The deal is valued at approximately $4.3 billion, which will be paid with cash and shares of WDC common stock. Specifically, the breakup has been settled at $3.5 billion in cash and 25 million Western Digital common shares valued at $750.0 million.

This news pushed up Western Digital share prices by 11.6%, to $34.68 on Monday, while the shares of Hitachi Ltd., advanced by 1.8% to 514 yen, climbing to a two-year high in Tokyo.

This sale will result in the biggest asset disposal that Hitachi has ever made. The company is involved in making devices for nuclear power plants, trains and other infrastructure related products. Moreover, for Western Digital, this buyout will help it climb up to the top of the hard drive market, although the company will have to deal with competition from smaller hard drive and flash drive manufacturers that supply to companies like Apple Inc. (AAPL) and Nokia (NOK).

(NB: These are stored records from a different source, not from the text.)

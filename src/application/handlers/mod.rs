//! Application handlers.
//!
//! Command and query handlers that orchestrate domain operations.

pub mod game;
pub mod set;

pub use game::{
    CreateGameCommand, CreateGameHandler, CreateGameResult, FinishGameCommand, FinishGameHandler,
    FinishGameResult, GetGameHandler, GetGameQuery, GetGameStatisticsHandler,
    GetGameStatisticsQuery,
};
pub use set::{
    ApplyActionCommand, ApplyActionHandler, ApplyActionResult, CreateSetCommand, CreateSetHandler,
    CreateSetResult, FinishSetCommand, FinishSetHandler, FinishSetResult, GetSetHandler,
    GetSetQuery,
};
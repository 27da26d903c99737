//! Domain layer containing business logic and domain types.
//!
//! # Module Organization
//!
//! - `foundation` - Shared domain primitives (IDs, timestamps, ratios, errors)
//! - `statistics` - Action vocabulary and counter accumulation
//! - `set` - Set aggregate and win conditions
//! - `game` - Game aggregate, set tally and game-level totals

pub mod foundation;
pub mod game;
pub mod set;
pub mod statistics;
//! Set command and query handlers.

mod apply_action;
mod create_set;
mod finish_set;
mod get_set;

pub use apply_action::{ApplyActionCommand, ApplyActionHandler, ApplyActionResult};
pub use create_set::{CreateSetCommand, CreateSetHandler, CreateSetResult};
pub use finish_set::{FinishSetCommand, FinishSetHandler, FinishSetResult};
pub use get_set::{GetSetHandler, GetSetQuery};
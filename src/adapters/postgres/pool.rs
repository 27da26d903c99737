//! Connection pool construction.

use sqlx::postgres::PgPoolOptions;
use sqlx::PgPool;

use crate::config::DatabaseConfig;
use crate::domain::foundation::DomainError;

/// Opens the PostgreSQL pool shared by the set and game repositories.
///
/// # Errors
///
/// - `DatabaseError` if the initial connection cannot be established
pub async fn connect_pool(config: &DatabaseConfig) -> Result<PgPool, DomainError> {
    let pool = PgPoolOptions::new()
        .max_connections(config.max_connections)
        .acquire_timeout(config.acquire_timeout())
        .connect(&config.url)
        .await
        .map_err(|e| DomainError::database("Failed to connect to database", e))?;

    tracing::info!(
        max_connections = config.max_connections,
        "database pool ready"
    );
    Ok(pool)
}
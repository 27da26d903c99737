//! Foundation module - Shared domain primitives.
//!
//! Contains value objects, identifiers, enums, and error types
//! that form the vocabulary of the volleyball statistics domain.

mod effectiveness;
mod errors;
mod ids;
mod side;
mod timestamp;

pub use effectiveness::Effectiveness;
pub use errors::{DomainError, ErrorCode};
pub use ids::{GameId, SetId};
pub use side::Side;
pub use timestamp::Timestamp;
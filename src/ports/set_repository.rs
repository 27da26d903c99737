//! Set repository port (write side).
//!
//! Defines the contract for persisting and retrieving Set aggregates.
//!
//! # Design
//!
//! - **Ordered action log**: implementations choose the storage format but
//!   must return `actions` in exactly the order they were saved
//! - **Optimistic concurrency**: `update` is a compare-and-swap on
//!   `last_update`, so two requests recording actions for the same live set
//!   can never both write on top of the same read

use crate::domain::foundation::{DomainError, GameId, SetId, Timestamp};
use crate::domain::set::Set;
use async_trait::async_trait;

/// Repository port for Set aggregate persistence.
#[async_trait]
pub trait SetRepository: Send + Sync {
    /// Save a new set.
    ///
    /// # Errors
    ///
    /// - `DatabaseError` on persistence failure
    async fn save(&self, set: &Set) -> Result<(), DomainError>;

    /// Update an existing set if its stored `last_update` still equals `expected_last_update`.
    ///
    /// # Errors
    ///
    /// - `SetNotFound` if the set doesn't exist
    /// - `ConcurrencyConflict` if the set was modified since it was read
    /// - `DatabaseError` on persistence failure
    async fn update(&self, set: &Set, expected_last_update: &Timestamp) -> Result<(), DomainError>;

    /// Find a set by its ID.
    ///
    /// Returns `None` if not found.
    async fn find_by_id(&self, id: &SetId) -> Result<Option<Set>, DomainError>;

    /// Find every set of a game, ordered by set number.
    async fn find_by_game(&self, game_id: &GameId) -> Result<Vec<Set>, DomainError>;
}
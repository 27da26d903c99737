//! Strongly-typed identifier value objects.

use serde::{Deserialize, Serialize};
use std::fmt;
use std::str::FromStr;
use uuid::Uuid;

/// Unique identifier for a match between the tracked team and an opponent.
#[derive(Debug, Clone, Copy, PartialEq, Eq, Hash, Serialize, Deserialize)]
#[serde(transparent)]
pub struct GameId(Uuid);

impl GameId {
    /// Creates a new random GameId.
    pub fn new() -> Self {
        Self(Uuid::new_v4())
    }

    /// Creates a GameId from an existing UUID.
    pub fn from_uuid(uuid: Uuid) -> Self {
        Self(uuid)
    }

    /// Returns the inner UUID.
    pub fn as_uuid(&self) -> &Uuid {
        &self.0
    }
}

impl Default for GameId {
    fn default() -> Self {
        Self::new()
    }
}

impl fmt::Display for GameId {
    fn fmt(&self, f: &mut fmt::Formatter<'_>) -> fmt::Result {
        write!(f, "{}", self.0)
    }
}

impl FromStr for GameId {
    type Err = uuid::Error;

    fn from_str(s: &str) -> Result<Self, Self::Err> {
        Ok(Self(Uuid::parse_str(s)?))
    }
}

/// Unique identifier for a single set within a game.
#[derive(Debug, Clone, Copy, PartialEq, Eq, Hash, Serialize, Deserialize)]
#[serde(transparent)]
pub struct SetId(Uuid);

impl SetId {
    /// Creates a new random SetId.
    pub fn new() -> Self {
        Self(Uuid::new_v4())
    }

    /// Creates a SetId from an existing UUID.
    pub fn from_uuid(uuid: Uuid) -> Self {
        Self(uuid)
    }

    /// Returns the inner UUID.
    pub fn as_uuid(&self) -> &Uuid {
        &self.0
    }
}

impl Default for SetId {
    fn default() -> Self {
        Self::new()
    }
}

impl fmt::Display for SetId {
    fn fmt(&self, f: &mut fmt::Formatter<'_>) -> fmt::Result {
        write!(f, "{}", self.0)
    }
}

impl FromStr for SetId {
    type Err = uuid::Error;

    fn from_str(s: &str) -> Result<Self, Self::Err> {
        Ok(Self(Uuid::parse_str(s)?))
    }
}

This acquisition is expected to make Western Digital a more customer-focused storage company, with significant operational scale and a product suite that will make it more competitive in the international market. On the other hand some industry experts believe that the combined entity may lose some marketshare, as several smaller players are supplying hard disk drives at a competitive price.

The deal has been approved by the boards of both companies and is expected to be completed by the third quarter of 2011 along with all regulatory approvals.

The company has always been active on the merger and acquisition front. In the past few years, its acquisitions have added scale to its operations and expanded business volume.

Moreover, in July 2010, Western Digital completed the previously announced acquisition of magnetic media sputtering operations of Hoya Corporation and Hoya Magnetics Singapore Pte. Ltd. (a group company of Hoya Corporation) for approximately $233.0 million. The company has taken over facilities, equipment, intellectual property and the working capital of Hoya’s media sputtering operations, based in Singapore. The company also acquired certain equipment from Hoya’s facility in Japan. This new acquisition helped Western Digital gaining access to Hoya’s existing customers.

In March 2009, Western Digital acquired SiliconSystems Inc. for $65.0 million; gaining access to the latter’s existing market. Besides, SiliconSystems’ intellectual property and technical expertise are also helping to address emerging opportunities in the company’s existing markets.

Western Digital faces intense competition in the hard disk manufacturing space, with Seagate Technology (STX) being its top rival. Western Digital and Seagate have combined 30.0% share of the hard disk market, which is expected to remain constant after the takeover.  Customer concentration is another risk. Hence, we maintain our Neutral rating on Western Digital shares on a long-term basis.

For the short term, Western Digital holds a Zacks #3 Rank, which translates into a Hold recommendation.